New variation Regulation, (EC) No 1234/2008

Friday, November 20, 2009

The new variation regulation (EC) No 1234/2008 applies from 1 January 2010 for medicinal products approved via the mutual recognition procedure (MRP), decentralized procedure (DCP) and the Centralised procedure. The new variation regulation replaces the former regulations: (EC) No 1084/2003 (MRP/DCP) and (EC) No 1085/2003 (centralised marketing authorisations).

In principle, the same rules as for DCP/MRP products will apply even for nationally approved medicinal products and the MPA’s Code of Statutes LVFS 2006:11 will be updated with reference to the new variation regulation (EC) 1234/2008. Information on when the new regulation will apply for nationally approved medicinal products will be published at this webpage shortly.

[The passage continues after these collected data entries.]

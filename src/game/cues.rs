//! Presentation cues and duel outcome reporting
//!
//! The rules engine is synchronous and never sleeps; anything a UI would
//! animate is queued here as a typed cue for the embedding layer to drain
//! and pace however it likes.

use crate::core::CardName;
use crate::game::phase::Side;
use crate::zones::FieldZone;
use serde::{Deserialize, Serialize};
use std::cell::RefCell;

/// Fire-and-forget animation/refresh requests
#[derive(Debug, Clone, PartialEq, Serialize, Deserialize)]
pub enum PresentationCue {
    /// An attack was declared
    Attack {
        side: Side,
        attacker_slot: usize,
        target_slot: Option<usize>,
    },
    /// A card left the field for the graveyard
    Destruction {
        side: Side,
        zone: FieldZone,
        slot: usize,
    },
    /// Life points dropped
    Damage { side: Side, amount: i32 },
    /// Full board refresh requested
    Refresh,
    /// The duel is over
    DuelOver(DuelOutcome),
}

/// End-of-duel statistics, from the player's perspective
#[derive(Debug, Clone, PartialEq, Serialize, Deserialize)]
pub struct MatchStatistics {
    pub turns: u32,
    pub player_final_lp: i32,
    pub opponent_final_lp: i32,
    /// Strongest monster the player fielded, temporary boosts excluded
    pub mvp_card: Option<CardName>,
}

/// Terminal result of a duel
#[derive(Debug, Clone, PartialEq, Serialize, Deserialize)]
pub struct DuelOutcome {
    pub winner: Side,
    /// Credits awarded for a player win (0 on loss or in tutorial mode)
    pub reward: u32,
    pub stats: MatchStatistics,
}

impl DuelOutcome {
    pub fn player_won(&self) -> bool {
        self.winner == Side::Player
    }
}

/// FIFO queue of presentation cues
#[derive(Debug, Clone, Default, Serialize, Deserialize)]
pub struct CueQueue {
    cues: RefCell<Vec<PresentationCue>>,
}

impl CueQueue {
    pub fn new() -> Self {
        CueQueue::default()
    }

    pub fn push(&self, cue: PresentationCue) {
        self.cues.borrow_mut().push(cue);
    }

    /// Remove and return all pending cues in emission order
    pub fn drain(&self) -> Vec<PresentationCue> {
        std::mem::take(&mut *self.cues.borrow_mut())
    }

    pub fn len(&self) -> usize {
        self.cues.borrow().len()
    }

    pub fn is_empty(&self) -> bool {
        self.cues.borrow().is_empty()
    }
}

#[cfg(test)]
mod tests {
    use super::*;

    #[test]
    fn test_queue_drain_order() {
        let queue = CueQueue::new();
        queue.push(PresentationCue::Refresh);
        queue.push(PresentationCue::Damage {
            side: Side::Opponent,
            amount: 600,
        });

        let cues = queue.drain();
        assert_eq!(cues.len(), 2);
        assert_eq!(cues[0], PresentationCue::Refresh);
        assert!(queue.is_empty());
    }
}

Work is currently on going to produce/revise guidelines, new variation application form etc., further information on these documents will be published at this webpage shortly. The aim is to have all documents ready by the end of November.

See Related information for more information.

Related information

Commission regulation (EC) No 1234/2008.pdf (Swedish)

Commission regulation (EC) No 1234/2008.pdf (English)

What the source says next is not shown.